**Collection entries:**
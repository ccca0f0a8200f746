use std::str::FromStr;

use diesel::backend::Backend;
use diesel::deserialize::{self, FromSql};
use diesel::prelude::*;
use diesel::serialize::{self, IsNull, Output, ToSql};
use diesel::sql_types::Text;
use diesel::sqlite::{Sqlite, SqliteConnection};
use strum_macros::{Display, EnumString};

use crate::db;
use crate::schema::payment_proofs;
use crate::types::{Id, Time};

/// A member's unverified claim of an off-system payment: an uploaded
/// screenshot plus the figure they say they paid. Nothing touches the
/// ledger until an admin reviews it.
#[derive(Queryable, Identifiable, PartialEq, Debug)]
#[diesel(table_name = payment_proofs)]
pub struct PaymentProof {
	pub id: Id,
	pub member_id: Id,
	pub proof_type: ProofType,
	pub loan_id: Option<Id>,
	pub month_no: Option<i32>,
	pub month: Option<i32>,
	pub year: Option<i32>,
	pub amount: f64,
	pub screenshot_path: String,
	pub status: ProofStatus,
	pub submitted_at: Time,
	pub reviewed_at: Option<Time>,
	pub admin_notes: Option<String>,
}

impl PaymentProof {
	/// Reassemble the typed target from the nullable columns. `None`
	/// means the row is malformed for its declared type.
	pub fn target(&self) -> Option<ProofTarget> {
		match self.proof_type {
			ProofType::Emi => match (self.loan_id, self.month_no) {
				(Some(loan_id), Some(month_no)) if month_no > 0 => {
					Some(ProofTarget::Emi { loan_id, month_no: month_no as u32 })
				}
				_ => None,
			},
			ProofType::Contribution => match (self.month, self.year) {
				(Some(month), Some(year)) if (1..=12).contains(&month) => {
					Some(ProofTarget::Contribution { month, year })
				}
				_ => None,
			},
		}
	}
}

#[derive(Insertable)]
#[diesel(table_name = payment_proofs)]
pub struct NewProof<'a> {
	pub member_id: Id,
	pub proof_type: ProofType,
	pub loan_id: Option<Id>,
	pub month_no: Option<i32>,
	pub month: Option<i32>,
	pub year: Option<i32>,
	pub amount: f64,
	pub screenshot_path: &'a str,
	pub status: ProofStatus,
	pub submitted_at: Time,
}

#[derive(AsExpression, FromSqlRow, Eq, PartialEq, Clone, Copy, EnumString, Display, Debug)]
#[diesel(sql_type = Text)]
#[strum(serialize_all = "snake_case")]
pub enum ProofType {
	Emi,
	Contribution,
}

#[derive(AsExpression, FromSqlRow, Eq, PartialEq, Clone, Copy, EnumString, Display, Debug)]
#[diesel(sql_type = Text)]
#[strum(serialize_all = "snake_case")]
pub enum ProofStatus {
	Pending,
	Approved,
	Rejected,
}

/// What a proof claims to settle
#[derive(Debug, Clone, Copy, PartialEq)]
pub enum ProofTarget {
	Emi { loan_id: Id, month_no: u32 },
	Contribution { month: i32, year: i32 },
}

impl ToSql<Text, Sqlite> for ProofType {
	fn to_sql<'b>(&'b self, out: &mut Output<'b, '_, Sqlite>) -> serialize::Result {
		out.set_value(self.to_string());
		Ok(IsNull::No)
	}
}

impl<DB> FromSql<Text, DB> for ProofType
where
	DB: Backend,
	String: FromSql<Text, DB>,
{
	fn from_sql(bytes: DB::RawValue<'_>) -> deserialize::Result<Self> {
		let s = String::from_sql(bytes)?;
		Ok(ProofType::from_str(&s)?)
	}
}

impl ToSql<Text, Sqlite> for ProofStatus {
	fn to_sql<'b>(&'b self, out: &mut Output<'b, '_, Sqlite>) -> serialize::Result {
		out.set_value(self.to_string());
		Ok(IsNull::No)
	}
}

impl<DB> FromSql<Text, DB> for ProofStatus
where
	DB: Backend,
	String: FromSql<Text, DB>,
{
	fn from_sql(bytes: DB::RawValue<'_>) -> deserialize::Result<Self> {
		let s = String::from_sql(bytes)?;
		Ok(ProofStatus::from_str(&s)?)
	}
}

pub struct Repo;

impl Repo {
	pub fn create(conn: &mut SqliteConnection, new_proof: NewProof) -> db::Result<PaymentProof> {
		diesel::insert_into(payment_proofs::table)
			.values(&new_proof)
			.get_result(conn)
			.map_err(Into::into)
	}

	pub fn find_by_id(conn: &mut SqliteConnection, id: Id) -> db::Result<PaymentProof> {
		payment_proofs::table
			.find(id)
			.first(conn)
			.map_err(Into::into)
	}

	/// The review queue, newest submission first
	pub fn pending(conn: &mut SqliteConnection) -> db::Result<Vec<PaymentProof>> {
		payment_proofs::table
			.filter(payment_proofs::status.eq(ProofStatus::Pending))
			.order(payment_proofs::submitted_at.desc())
			.load(conn)
			.map_err(Into::into)
	}

	pub fn for_member(conn: &mut SqliteConnection, member_id: Id) -> db::Result<Vec<PaymentProof>> {
		payment_proofs::table
			.filter(payment_proofs::member_id.eq(member_id))
			.order(payment_proofs::submitted_at.desc())
			.load(conn)
			.map_err(Into::into)
	}

	pub fn set_approved(conn: &mut SqliteConnection, id: Id, reviewed_at: Time) -> db::Result<PaymentProof> {
		diesel::update(payment_proofs::table)
			.filter(payment_proofs::id.eq(id))
			.set((
				payment_proofs::status.eq(ProofStatus::Approved),
				payment_proofs::reviewed_at.eq(Some(reviewed_at)),
			))
			.execute(conn)?;

		Self::find_by_id(conn, id)
	}

	pub fn set_rejected(conn: &mut SqliteConnection, id: Id, reviewed_at: Time, notes: &str) -> db::Result<PaymentProof> {
		diesel::update(payment_proofs::table)
			.filter(payment_proofs::id.eq(id))
			.set((
				payment_proofs::status.eq(ProofStatus::Rejected),
				payment_proofs::reviewed_at.eq(Some(reviewed_at)),
				payment_proofs::admin_notes.eq(Some(notes)),
			))
			.execute(conn)?;

		Self::find_by_id(conn, id)
	}
}

#[cfg(test)]
mod tests {
	use chrono::NaiveDate;

	use super::*;

	fn proof(proof_type: ProofType, loan_id: Option<Id>, month_no: Option<i32>, month: Option<i32>, year: Option<i32>) -> PaymentProof {
		PaymentProof {
			id: 1,
			member_id: 2,
			proof_type,
			loan_id,
			month_no,
			month,
			year,
			amount: 200.0,
			screenshot_path: "uploads/p.png".to_string(),
			status: ProofStatus::Pending,
			submitted_at: NaiveDate::from_ymd_opt(2026, 5, 10).unwrap().and_hms_opt(9, 0, 0).unwrap(),
			reviewed_at: None,
			admin_notes: None,
		}
	}

	#[test]
	fn target_reassembles_from_columns() {
		let emi = proof(ProofType::Emi, Some(9), Some(3), None, None);
		assert_eq!(emi.target(), Some(ProofTarget::Emi { loan_id: 9, month_no: 3 }));

		let contribution = proof(ProofType::Contribution, None, None, Some(5), Some(2026));
		assert_eq!(contribution.target(), Some(ProofTarget::Contribution { month: 5, year: 2026 }));
	}

	#[test]
	fn malformed_rows_have_no_target() {
		assert_eq!(proof(ProofType::Emi, Some(9), None, None, None).target(), None);
		assert_eq!(proof(ProofType::Emi, Some(9), Some(0), None, None).target(), None);
		assert_eq!(proof(ProofType::Contribution, None, None, Some(13), Some(2026)).target(), None);
		assert_eq!(proof(ProofType::Contribution, None, None, None, Some(2026)).target(), None);
	}
}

**WORK INSTRUCTIONS:**
Copy out every line of the data that includes the word "ToSql".

**THE ANSWER:**
use diesel::serialize::{self, IsNull, Output, ToSql};
impl ToSql<Text, Sqlite> for ProofType {
impl ToSql<Text, Sqlite> for ProofStatus {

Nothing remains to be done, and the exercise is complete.